Risk: Messages are encrypted then signed, so an attacker may intercept a message, remove the original signature, and generate a new envelope with the same encrypted body and its own signature. From the receiver's viewpoint, the resulting message is valid, and its body is attributed to the attacker.
Advice: Use either messageProtectionOrder="SignBeforeEncrypt" or messageProtectionOrder="SignBeforeEncryptAndEncryptSignature" with the mutualCertificate10Security assertion.
Risk: Messages are encrypted then signed, so an attacker may intercept a message, remove the original supporting signature, and generate a new envelope with the same encrypted body and its own signature. From the receiver's viewpoint, the resulting message is valid, and its body is attributed to the attacker.
Advice: If the body of the request cannot be guaranteed to identify the holder of the X.509 certificate used to sign the request, use either messageProtectionOrder="SignBeforeEncrypt" or messageProtectionOrder="SignBeforeEncryptAndEncryptSignature" with the mutualCertificate11Security assertion.

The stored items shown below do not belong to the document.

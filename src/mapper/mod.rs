//! Translation between persisted records and domain entities
//!
//! Records are loose; entities are validated. Every `to_domain` function
//! here is pure and reports why a record cannot become an entity, so the
//! repositories can drop and log it without failing the whole query.

pub mod account;
pub mod category;
pub mod tag;
pub mod transaction;

use thiserror::Error;
use uuid::Uuid;

use crate::models::ValidationError;

/// Why a persisted record could not be mapped to a domain entity
#[derive(Debug, Clone, PartialEq, Eq, Error)]
pub enum MappingError {
    #[error("record {record}: invalid {field}: {source}")]
    Invalid {
        record: Uuid,
        field: &'static str,
        #[source]
        source: ValidationError,
    },

    #[error("record {record}: no asset code known for account {account}")]
    UnknownAsset { record: Uuid, account: Uuid },

    #[error("transfer {0} has no destination account")]
    MissingDestinationAccount(Uuid),

    #[error("transfer {0} has no destination amount")]
    MissingTransferAmount(Uuid),

    #[error("transfer {0} has the same source and destination account")]
    SameAccounts(Uuid),

    #[error("transaction {0} has neither a date nor a due date")]
    MissingTime(Uuid),
}

impl MappingError {
    pub(crate) fn invalid(record: Uuid, field: &'static str) -> impl FnOnce(ValidationError) -> Self {
        move |source| Self::Invalid {
            record,
            field,
            source,
        }
    }
}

Risk: The message body is encrypted, but the cryptographic hash of the plaintext message body is also included in the signature. Hence, an attacker that intercepts the message may obtain this hash and compare it to the hash of a large number of potential message bodies. Once two hashes match, the attacker has broken confidentiality of the message body.
Advice: If the body cannot be guaranteed to have high entropy (that is, if the body does not always include some fresh, secret cryptographic value), use either messageProtectionOrder="EncryptBeforeSign" or messageProtectionOrder="SignBeforeEncryptAndEncryptSignature".
Risk: The mutualCertificate10Security assertion relies on the unencrypted message identifier for correlation. An attacker may intercept a request, send some other request with the same identifier, obtain a response from the server, and forward that response to the original requester.
Advice: Use establishSecurityContext="true" with mutualCertificate10Security.
Risk: Inasmuch as responses depend on requests, an attacker that intercepts the response learns partial information about the request.
Advice: Consider encrypting responses as well as requests.
Risk: An attacker that intercepts the message obtains any information included in its body.
Advice: Ensure the message body never contains any confidential information, or encrypt the message body.
Risk: Although useful during test, there is a risk of information disclosure in production.
Advice: In production, consider encrypting faults as well as requests and responses.
Risk: An attacker may intercept, rewrite, and forward the message to recipients that may misinterpret its content.
Advice: Sign every message body whose integrity is relevant for security.
Risk: The level of protection is ambiguous.
Advice: Select one element, and remove the other.
Risk: The WSE default level of protection applies, and may be inappropriate here.
Advice: Consider adding an explicit default protection element.
Risk: An attacker may intercept messages and freely rewrite their bodies.
Advice: Sign the message, or confirm that message integrity is never required for this kind of message.
Risk: The processing of messages usually depends on their addressing headers. An attacker may intercept messages and freely rewrite those headers, thereby causing the message to be accepted and misinterpreted by some unintended recipient.
Advice: Sign the addressing headers as well as the body, or confirm that the processing of the message never depends on any addressing header.
Risk: The attacker may intercept the message and replay it several times with different timestamps, thereby causing the message to be accepted several times if replay protection is based on the timestamp.
Advice: Sign the timestamp if it is used to protect against replays.
Risk: There is a risk of redirection attacks on SOAP requests that include an unauthenticated SOAPAction HTTP header, but do not include the WS-Addressing <Action> SOAP header.
Advice: Include <requireActionHeader /> in the policy.